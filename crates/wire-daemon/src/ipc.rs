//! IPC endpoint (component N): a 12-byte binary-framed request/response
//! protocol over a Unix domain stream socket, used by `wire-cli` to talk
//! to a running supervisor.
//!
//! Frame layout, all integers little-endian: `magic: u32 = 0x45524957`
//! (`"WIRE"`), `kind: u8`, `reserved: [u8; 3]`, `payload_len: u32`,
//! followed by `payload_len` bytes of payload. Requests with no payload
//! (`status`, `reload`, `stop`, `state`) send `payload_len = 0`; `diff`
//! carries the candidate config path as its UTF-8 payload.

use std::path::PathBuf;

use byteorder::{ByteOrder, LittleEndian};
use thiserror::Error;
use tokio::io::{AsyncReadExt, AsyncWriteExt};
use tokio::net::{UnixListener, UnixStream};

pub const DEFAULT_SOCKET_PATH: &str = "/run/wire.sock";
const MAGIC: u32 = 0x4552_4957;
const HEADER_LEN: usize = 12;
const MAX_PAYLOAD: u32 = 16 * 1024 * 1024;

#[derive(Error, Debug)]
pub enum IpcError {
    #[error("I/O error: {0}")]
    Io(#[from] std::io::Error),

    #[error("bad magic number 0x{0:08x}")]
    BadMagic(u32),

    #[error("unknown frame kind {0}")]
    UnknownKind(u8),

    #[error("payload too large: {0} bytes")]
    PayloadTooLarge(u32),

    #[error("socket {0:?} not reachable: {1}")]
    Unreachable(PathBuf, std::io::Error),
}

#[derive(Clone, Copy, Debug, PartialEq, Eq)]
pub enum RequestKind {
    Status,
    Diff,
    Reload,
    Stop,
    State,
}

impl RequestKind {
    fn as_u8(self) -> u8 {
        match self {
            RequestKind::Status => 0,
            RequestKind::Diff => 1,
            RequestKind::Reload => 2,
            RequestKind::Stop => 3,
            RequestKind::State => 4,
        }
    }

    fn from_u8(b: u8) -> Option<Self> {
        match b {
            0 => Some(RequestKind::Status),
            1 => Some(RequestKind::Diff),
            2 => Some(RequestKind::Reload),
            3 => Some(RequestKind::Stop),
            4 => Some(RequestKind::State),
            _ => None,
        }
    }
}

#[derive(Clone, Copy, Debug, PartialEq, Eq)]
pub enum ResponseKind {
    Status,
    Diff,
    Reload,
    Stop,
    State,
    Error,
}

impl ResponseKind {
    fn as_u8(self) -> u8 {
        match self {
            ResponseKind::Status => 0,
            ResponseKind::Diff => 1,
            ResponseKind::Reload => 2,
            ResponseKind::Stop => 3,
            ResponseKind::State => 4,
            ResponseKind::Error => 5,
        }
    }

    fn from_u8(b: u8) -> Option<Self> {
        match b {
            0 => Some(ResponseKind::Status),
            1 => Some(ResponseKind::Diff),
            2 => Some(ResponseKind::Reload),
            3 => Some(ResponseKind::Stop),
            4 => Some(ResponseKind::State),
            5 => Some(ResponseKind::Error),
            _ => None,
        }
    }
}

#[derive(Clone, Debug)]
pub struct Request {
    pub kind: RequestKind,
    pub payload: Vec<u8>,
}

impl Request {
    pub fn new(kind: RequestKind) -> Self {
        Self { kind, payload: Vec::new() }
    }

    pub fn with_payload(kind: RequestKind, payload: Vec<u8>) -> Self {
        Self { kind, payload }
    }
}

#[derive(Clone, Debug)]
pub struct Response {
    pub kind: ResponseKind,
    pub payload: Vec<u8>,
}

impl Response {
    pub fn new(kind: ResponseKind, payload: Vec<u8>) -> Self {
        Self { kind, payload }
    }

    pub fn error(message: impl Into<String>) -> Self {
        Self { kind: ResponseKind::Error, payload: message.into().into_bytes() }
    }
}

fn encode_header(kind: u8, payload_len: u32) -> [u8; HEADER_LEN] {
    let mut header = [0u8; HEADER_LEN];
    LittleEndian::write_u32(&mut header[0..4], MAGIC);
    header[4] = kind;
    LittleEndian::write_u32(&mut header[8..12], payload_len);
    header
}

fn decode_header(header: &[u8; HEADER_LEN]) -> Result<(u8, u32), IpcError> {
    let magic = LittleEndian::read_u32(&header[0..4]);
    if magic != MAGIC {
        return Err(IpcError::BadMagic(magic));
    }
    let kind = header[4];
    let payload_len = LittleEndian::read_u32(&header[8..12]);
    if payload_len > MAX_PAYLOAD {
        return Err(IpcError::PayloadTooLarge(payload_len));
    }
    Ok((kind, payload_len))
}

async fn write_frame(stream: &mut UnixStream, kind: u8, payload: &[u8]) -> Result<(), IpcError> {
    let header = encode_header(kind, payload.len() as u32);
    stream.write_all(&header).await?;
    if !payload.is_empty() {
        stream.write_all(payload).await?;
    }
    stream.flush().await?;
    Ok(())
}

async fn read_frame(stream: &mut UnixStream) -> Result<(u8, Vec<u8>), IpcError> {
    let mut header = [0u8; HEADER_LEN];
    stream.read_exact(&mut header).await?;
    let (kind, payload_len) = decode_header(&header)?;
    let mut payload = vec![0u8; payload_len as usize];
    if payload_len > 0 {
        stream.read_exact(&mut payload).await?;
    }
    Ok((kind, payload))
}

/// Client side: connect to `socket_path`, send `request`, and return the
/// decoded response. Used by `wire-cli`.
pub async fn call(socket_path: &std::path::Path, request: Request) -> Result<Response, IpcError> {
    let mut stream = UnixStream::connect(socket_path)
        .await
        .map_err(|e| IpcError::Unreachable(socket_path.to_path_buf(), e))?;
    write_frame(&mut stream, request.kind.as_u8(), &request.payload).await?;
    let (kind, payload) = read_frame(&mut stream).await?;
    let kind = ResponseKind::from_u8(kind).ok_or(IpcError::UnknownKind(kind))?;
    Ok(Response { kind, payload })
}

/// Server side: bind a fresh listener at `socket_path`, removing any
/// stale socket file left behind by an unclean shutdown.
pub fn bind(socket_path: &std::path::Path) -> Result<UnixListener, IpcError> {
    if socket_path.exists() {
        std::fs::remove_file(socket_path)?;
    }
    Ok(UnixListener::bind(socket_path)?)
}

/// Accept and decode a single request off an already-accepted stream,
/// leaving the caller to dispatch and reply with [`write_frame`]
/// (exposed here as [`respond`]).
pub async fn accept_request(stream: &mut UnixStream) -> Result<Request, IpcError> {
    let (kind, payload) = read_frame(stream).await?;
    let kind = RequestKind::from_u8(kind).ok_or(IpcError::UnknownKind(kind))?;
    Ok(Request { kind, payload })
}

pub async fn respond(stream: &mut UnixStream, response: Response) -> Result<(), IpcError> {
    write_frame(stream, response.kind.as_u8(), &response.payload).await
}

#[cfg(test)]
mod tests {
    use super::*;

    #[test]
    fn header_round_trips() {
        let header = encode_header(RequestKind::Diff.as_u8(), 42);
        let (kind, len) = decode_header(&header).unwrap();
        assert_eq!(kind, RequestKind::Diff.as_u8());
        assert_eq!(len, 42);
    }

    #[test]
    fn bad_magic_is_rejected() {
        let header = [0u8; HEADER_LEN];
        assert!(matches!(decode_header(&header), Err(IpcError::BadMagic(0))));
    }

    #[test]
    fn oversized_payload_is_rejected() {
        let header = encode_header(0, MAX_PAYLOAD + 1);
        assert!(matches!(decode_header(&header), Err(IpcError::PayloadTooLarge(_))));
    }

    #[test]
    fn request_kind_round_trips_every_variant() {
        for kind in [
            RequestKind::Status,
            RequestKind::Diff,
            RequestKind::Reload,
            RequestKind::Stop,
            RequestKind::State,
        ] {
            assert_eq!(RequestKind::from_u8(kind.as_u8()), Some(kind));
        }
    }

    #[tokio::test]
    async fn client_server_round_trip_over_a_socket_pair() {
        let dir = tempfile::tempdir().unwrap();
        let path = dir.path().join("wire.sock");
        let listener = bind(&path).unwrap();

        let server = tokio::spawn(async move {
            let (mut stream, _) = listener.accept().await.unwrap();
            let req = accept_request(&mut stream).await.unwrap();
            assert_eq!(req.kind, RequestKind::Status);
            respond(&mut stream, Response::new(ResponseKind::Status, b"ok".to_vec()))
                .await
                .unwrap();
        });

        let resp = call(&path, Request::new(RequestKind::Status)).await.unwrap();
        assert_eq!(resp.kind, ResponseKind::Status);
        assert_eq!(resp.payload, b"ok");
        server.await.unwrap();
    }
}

• WHAT IS REQUIRED:
Among the lines of the listing above, which ones hold "LittleEndian"? Copy them.

• RESPONSE:
use byteorder::{ByteOrder, LittleEndian};
    LittleEndian::write_u32(&mut header[0..4], MAGIC);
    LittleEndian::write_u32(&mut header[8..12], payload_len);
    let magic = LittleEndian::read_u32(&header[0..4]);
    let payload_len = LittleEndian::read_u32(&header[8..12]);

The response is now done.